Nach dem verheerenden Brand ermittelt die Staatsanwaltschaft gegen eine 60 Jahre alte Krefelderin und ihre beiden erwachsenen Töchter. Die drei Frauen hätten sich selbst bei der Polizei gemeldet und dort angegeben, dass sie in der Silvesternacht fünf Himmelslaternen hätten aufsteigen lassen, sagten Vertreter von Polizei und Staatsanwaltschaft am Donnerstag bei einer Pressekonferenz.

Man gehe davon aus, dass eine dieser Himmelsleuchten den Brand des Affenhauses verursacht habe. Dies werde aber derzeit noch genau geprüft, um andere Ursachen auszuschliessen. Die anderen vier Leuchten habe man sichergestellt. Durch das Feuer war das Affenhaus abgebrannt. Über 30 Tiere starben in den Flammen, darunter acht Menschenaffen.

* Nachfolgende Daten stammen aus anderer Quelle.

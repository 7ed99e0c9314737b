//! Donor Match - donor matching and compatibility scoring for emergency blood requests
//!
//! The core is a set of pure functions: ABO/Rh compatibility, Haversine
//! distance with a city-coordinate fallback, the 56-day eligibility window
//! and a 0-100 match score, composed by [`Matcher`] into a ranked list.
//! The service layer wraps it in an in-memory registry and HTTP routes.

pub mod config;
pub mod core;
pub mod models;
pub mod routes;
pub mod services;

// Re-export commonly used types
pub use crate::core::{Matcher, MatchOptions, MatchResult, distance::{haversine_distance, city_to_coordinate}};
pub use models::{Donor, DonationRecord, EmergencyRequest, DonorMatch, BloodType, ScoringWeights};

Nur zwei Schimpansen konnten gerettet werden.

«Hochanständig»

Kriminalhauptkommissar Gerd Hoppmann bezeichnete es als «sehr couragiert» und «hochanständig», dass sich die drei Frauen im Alter zwischen 30 und60 Jahren selbst bei der Polizei gemeldet hätten. Es handle sich um «ganz normal bürgerliche Menschen». Die drei Frauen hätten die Himmelslaternen im Internet bestellt und dachten nach eigenen Angaben, dass es an Silvester erlaubt sei, sie steigen zu lassen. Tatsächlich sind sie aber in ganz Deutschland verboten.

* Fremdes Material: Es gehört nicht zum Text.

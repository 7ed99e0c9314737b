// Route exports
pub mod ai;
pub mod donors;
pub mod matches;

use actix_web::{http::StatusCode, web, HttpResponse};
use std::sync::Arc;

use crate::config::MatchingSettings;
use crate::core::{Matcher, DEFAULT_MAX_DISTANCE_KM};
use crate::models::ErrorResponse;
use crate::services::{CacheManager, LlmClient, Registry, RegistryError};

/// Server-side bounds applied to every matching call
#[derive(Debug, Clone, Copy)]
pub struct MatchingPolicy {
    pub max_distance_km: f64,
    pub default_limit: usize,
    pub max_limit: usize,
    pub exclude_imprecise: bool,
}

impl Default for MatchingPolicy {
    fn default() -> Self {
        Self {
            max_distance_km: DEFAULT_MAX_DISTANCE_KM,
            default_limit: 10,
            max_limit: 100,
            exclude_imprecise: false,
        }
    }
}

impl From<&MatchingSettings> for MatchingPolicy {
    fn from(settings: &MatchingSettings) -> Self {
        let defaults = Self::default();
        Self {
            max_distance_km: settings.max_distance_km.unwrap_or(defaults.max_distance_km),
            default_limit: settings.default_limit.map(usize::from).unwrap_or(defaults.default_limit),
            max_limit: settings.max_limit.map(usize::from).unwrap_or(defaults.max_limit),
            exclude_imprecise: settings.exclude_imprecise.unwrap_or(defaults.exclude_imprecise),
        }
    }
}

impl MatchingPolicy {
    /// Requested limit, defaulted and capped
    pub fn limit(&self, requested: Option<u16>) -> usize {
        requested
            .map(usize::from)
            .unwrap_or(self.default_limit)
            .clamp(1, self.max_limit.max(1))
    }

    /// Requested search radius, defaulted and capped at the configured maximum
    ///
    /// Returns `None` for NaN or infinite input.
    pub fn max_distance(&self, requested: Option<f64>) -> Option<f64> {
        let requested = requested.unwrap_or(self.max_distance_km);
        if !requested.is_finite() {
            return None;
        }
        Some(requested.clamp(0.0, self.max_distance_km.max(1.0)))
    }
}

/// Application state shared across all handlers
#[derive(Clone)]
pub struct AppState {
    pub registry: Arc<Registry>,
    pub cache: Arc<CacheManager>,
    pub llm: Arc<LlmClient>,
    pub matcher: Matcher,
    pub policy: MatchingPolicy,
}

pub fn configure_routes(cfg: &mut web::ServiceConfig) {
    cfg.service(
        web::scope("/api/v1")
            .configure(donors::configure)
            .configure(matches::configure),
    )
    .service(web::scope("/api/ai").configure(ai::configure));
}

/// Build a JSON error body with the given status
pub(crate) fn error_response(status: StatusCode, error: &str, message: impl Into<String>) -> HttpResponse {
    HttpResponse::build(status).json(ErrorResponse {
        error: error.to_string(),
        message: message.into(),
        status_code: status.as_u16(),
    })
}

pub(crate) fn registry_error_response(err: &RegistryError) -> HttpResponse {
    let (status, error) = match err {
        RegistryError::DonorNotFound(_) => (StatusCode::NOT_FOUND, "Donor not found"),
        RegistryError::DonationNotFound(_) => (StatusCode::NOT_FOUND, "Donation not found"),
        RegistryError::RequestNotFound(_) => (StatusCode::NOT_FOUND, "Request not found"),
        RegistryError::DuplicateDonor(_) => (StatusCode::CONFLICT, "Donor already registered"),
        RegistryError::InvalidStatusTransition { .. } => (StatusCode::CONFLICT, "Invalid status transition"),
    };
    error_response(status, error, err.to_string())
}

#[cfg(test)]
mod tests {
    use super::*;

    #[test]
    fn test_policy_limit_bounds() {
        let policy = MatchingPolicy::default();
        assert_eq!(policy.limit(None), 10);
        assert_eq!(policy.limit(Some(0)), 1);
        assert_eq!(policy.limit(Some(500)), 100);
    }

    #[test]
    fn test_policy_distance_bounds() {
        let policy = MatchingPolicy::default();
        assert_eq!(policy.max_distance(None), Some(50.0));
        assert_eq!(policy.max_distance(Some(20.0)), Some(20.0));
        assert_eq!(policy.max_distance(Some(500.0)), Some(50.0));
        assert_eq!(policy.max_distance(Some(-3.0)), Some(0.0));
        assert_eq!(policy.max_distance(Some(f64::NAN)), None);
        assert_eq!(policy.max_distance(Some(f64::INFINITY)), None);
    }

    #[test]
    fn test_policy_from_settings() {
        let settings = MatchingSettings {
            max_distance_km: Some(25.0),
            default_limit: None,
            max_limit: Some(20),
            exclude_imprecise: Some(true),
        };
        let policy = MatchingPolicy::from(&settings);
        assert_eq!(policy.max_distance_km, 25.0);
        assert_eq!(policy.default_limit, 10);
        assert_eq!(policy.max_limit, 20);
        assert!(policy.exclude_imprecise);
    }
}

Leicht brennbar: Hauptkommissar Gerd Hoppmann zeigt eine gefährliche Himmelslaterne, die wohl zur Katastrophe im Zoo geführt hat. (Keystone/Sascha Steinbach/2. Januar 2019)

Gegen die drei Frauen wird nun wegen fahrlässiger Brandstiftung ermittelt. Darauf steht eine Haft- oder Geldstrafe. «Für uns ist damit diese Tat weitgehend geklärt», sagte Hoppmann.

Ein Feuerwehrsprecher sagte, man sei überrascht gewesen, wie schnell das Dach des Affenhauses gebrannt habe. Eine Sprinkler- oder Brandmeldeanlage habe es nicht gegeben, dies sei zum Zeitpunkt des Baus 1975 aber auch nicht vorgeschrieben gewesen. Eine Zoosprecherin sagte, das Haus sei völlig zerstört, die Überreste würden nach dem Ende der Ermittlungen abgerissen. Der Zoo werde voraussichtlich am Freitag wieder öffnen. Der Brandort werde mit Absperrungen versehen, um einen «Katastrophentourismus» so weit wie möglich zu verhindern.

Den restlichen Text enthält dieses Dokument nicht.